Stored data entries
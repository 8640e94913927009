//! Declaration style: modifiers, type names and attributes

use kempt_core::syntax::ast::{AstNode, AttributeList, ModifierList, TypeRef};
use kempt_core::syntax::nodes::first_significant_token;
use kempt_core::{Analyzer, SourceDocument, StyleSettings, Violation, rule_ids};

use super::token_violation;

/// Modifiers out of access, `static`, other order
pub struct ModifierOrder;

impl Analyzer for ModifierOrder {
    fn rule_id(&self) -> &'static str {
        rule_ids::MODIFIER_ORDER
    }

    fn analyze(&self, document: &SourceDocument, _settings: &StyleSettings) -> Vec<Violation> {
        document
            .syntax()
            .descendants()
            .filter_map(ModifierList::cast)
            .filter(|list| !list.is_ordered())
            .filter_map(|list| list.modifiers().next())
            .map(|first| {
                token_violation(self.rule_id(), &first)
                    .with_message("Order modifiers as access, static, then the rest")
            })
            .collect()
    }
}

/// Framework type names with a keyword alias, such as `Int32`
pub struct UseBuiltinTypeAlias;

impl Analyzer for UseBuiltinTypeAlias {
    fn rule_id(&self) -> &'static str {
        rule_ids::USE_BUILTIN_TYPE_ALIAS
    }

    fn analyze(&self, document: &SourceDocument, _settings: &StyleSettings) -> Vec<Violation> {
        document
            .syntax()
            .descendants()
            .filter_map(TypeRef::cast)
            .filter_map(|type_ref| {
                let alias = type_ref.builtin_alias()?.keyword_text()?;
                let first = first_significant_token(type_ref.syntax())?;
                Some(token_violation(self.rule_id(), &first).with_message(format!("Use '{alias}'")))
            })
            .collect()
    }
}

/// Attribute lists holding more than one attribute
pub struct SplitAttributeLists;

impl Analyzer for SplitAttributeLists {
    fn rule_id(&self) -> &'static str {
        rule_ids::SPLIT_ATTRIBUTE_LISTS
    }

    fn analyze(&self, document: &SourceDocument, _settings: &StyleSettings) -> Vec<Violation> {
        document
            .syntax()
            .descendants()
            .filter_map(AttributeList::cast)
            .filter(|list| list.attributes().nth(1).is_some())
            .filter_map(|list| list.l_bracket())
            .map(|open| {
                token_violation(self.rule_id(), &open)
                    .with_message("Place each attribute in its own brackets")
            })
            .collect()
    }
}
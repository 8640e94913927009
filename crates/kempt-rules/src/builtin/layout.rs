//! Line layout around braces and closing parentheses

use kempt_core::syntax::nodes::{next_significant_token, prev_significant_token};
use kempt_core::syntax::{SyntaxKind, SyntaxToken};
use kempt_core::trivia::{is_blank_line, trivia_lines};
use kempt_core::{Analyzer, SourceDocument, StyleSettings, Token, Violation, properties, rule_ids};
use rowan::TextRange;

use super::{brace_pairs, starts_node, token_violation};

/// Braces of a multi-line scope sit on lines of their own
pub struct BracesOnOwnLine;

impl Analyzer for BracesOnOwnLine {
    fn rule_id(&self) -> &'static str {
        rule_ids::BRACES_ON_OWN_LINE
    }

    fn analyze(&self, document: &SourceDocument, _settings: &StyleSettings) -> Vec<Violation> {
        let text = document.text();
        let mut violations = Vec::new();

        for (open, close) in brace_pairs(&document.syntax()) {
            let inside = TextRange::new(open.text_range().end(), close.text_range().start());
            if !text[inside].contains('\n') {
                continue;
            }

            let open_view = Token::new(open.clone());
            if !open_view.is_first_on_line() {
                violations.push(self.violation(&open, properties::PRECEDED_BY_CODE));
            }
            if !open_view.ends_line() && next_significant_token(&open).is_some_and(|next| next != close) {
                violations.push(self.violation(&open, properties::FOLLOWED_BY_CODE));
            }
            if !Token::new(close.clone()).is_first_on_line() {
                violations.push(self.violation(&close, properties::PRECEDED_BY_CODE));
            }
        }
        violations
    }
}

impl BracesOnOwnLine {
    fn violation(&self, brace: &SyntaxToken, kind: &str) -> Violation {
        let message = if kind == properties::FOLLOWED_BY_CODE {
            "Code following an opening brace belongs on the next line"
        } else {
            "Brace should be on its own line"
        };
        token_violation(self.rule_id(), brace)
            .with_property(properties::VIOLATION, kind)
            .with_message(message)
    }
}

/// A closing brace is followed by a blank line before the next statement
/// or declaration
pub struct BlankLineAfterCloseBrace;

impl Analyzer for BlankLineAfterCloseBrace {
    fn rule_id(&self) -> &'static str {
        rule_ids::BLANK_LINE_AFTER_CLOSE_BRACE
    }

    fn analyze(&self, document: &SourceDocument, _settings: &StyleSettings) -> Vec<Violation> {
        document
            .tokens()
            .into_iter()
            .filter(|token| token.kind() == SyntaxKind::RBrace && token.ends_line())
            .filter_map(|brace| next_significant_token(brace.syntax()))
            .filter(|next| next.kind() != SyntaxKind::Eof)
            .filter(|next| starts_node(next, |kind| kind.is_statement() || kind.is_declaration()))
            .filter_map(|next| {
                let view = Token::new(next.clone());
                let leading = view.leading();
                let separated = trivia_lines(leading)
                    .first()
                    .is_some_and(|line| is_blank_line(&leading[line.clone()]));
                if separated {
                    return None;
                }
                let offset = leading.first().map_or(next.text_range().start(), |t| t.range.start());
                Some(
                    Violation::new(self.rule_id(), TextRange::empty(offset))
                        .with_message("Add a blank line after the closing brace"),
                )
            })
            .collect()
    }
}

/// The closing parenthesis of a parameter or argument list ends the last
/// line of the list instead of starting a new one
pub struct ClosingParenthesisOnLastLine;

impl Analyzer for ClosingParenthesisOnLastLine {
    fn rule_id(&self) -> &'static str {
        rule_ids::CLOSING_PARENTHESIS_ON_LAST_LINE
    }

    fn analyze(&self, document: &SourceDocument, _settings: &StyleSettings) -> Vec<Violation> {
        document
            .tokens()
            .into_iter()
            .filter(|token| token.kind() == SyntaxKind::RParen && token.is_first_on_line())
            .filter(|token| {
                token.syntax().parent().is_some_and(|parent| {
                    matches!(parent.kind(), SyntaxKind::ParamList | SyntaxKind::ArgList)
                })
            })
            .filter(|token| {
                prev_significant_token(token.syntax()).is_some_and(|prev| prev.kind() != SyntaxKind::LParen)
            })
            .map(|token| {
                token_violation(self.rule_id(), token.syntax())
                    .with_message("Closing parenthesis should end the previous line")
            })
            .collect()
    }
}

■ TASK BRIEF
With the first line being the one containing "rule_ids::BRACES_ON_OWN_LINE" and the last line the one containing "let mut violations = Vec::new();", transcribe exactly the lines above that fall in that range.

■ RESULT OF THE TASK
        rule_ids::BRACES_ON_OWN_LINE
    }

    fn analyze(&self, document: &SourceDocument, _settings: &StyleSettings) -> Vec<Violation> {
        let text = document.text();
        let mut violations = Vec::new();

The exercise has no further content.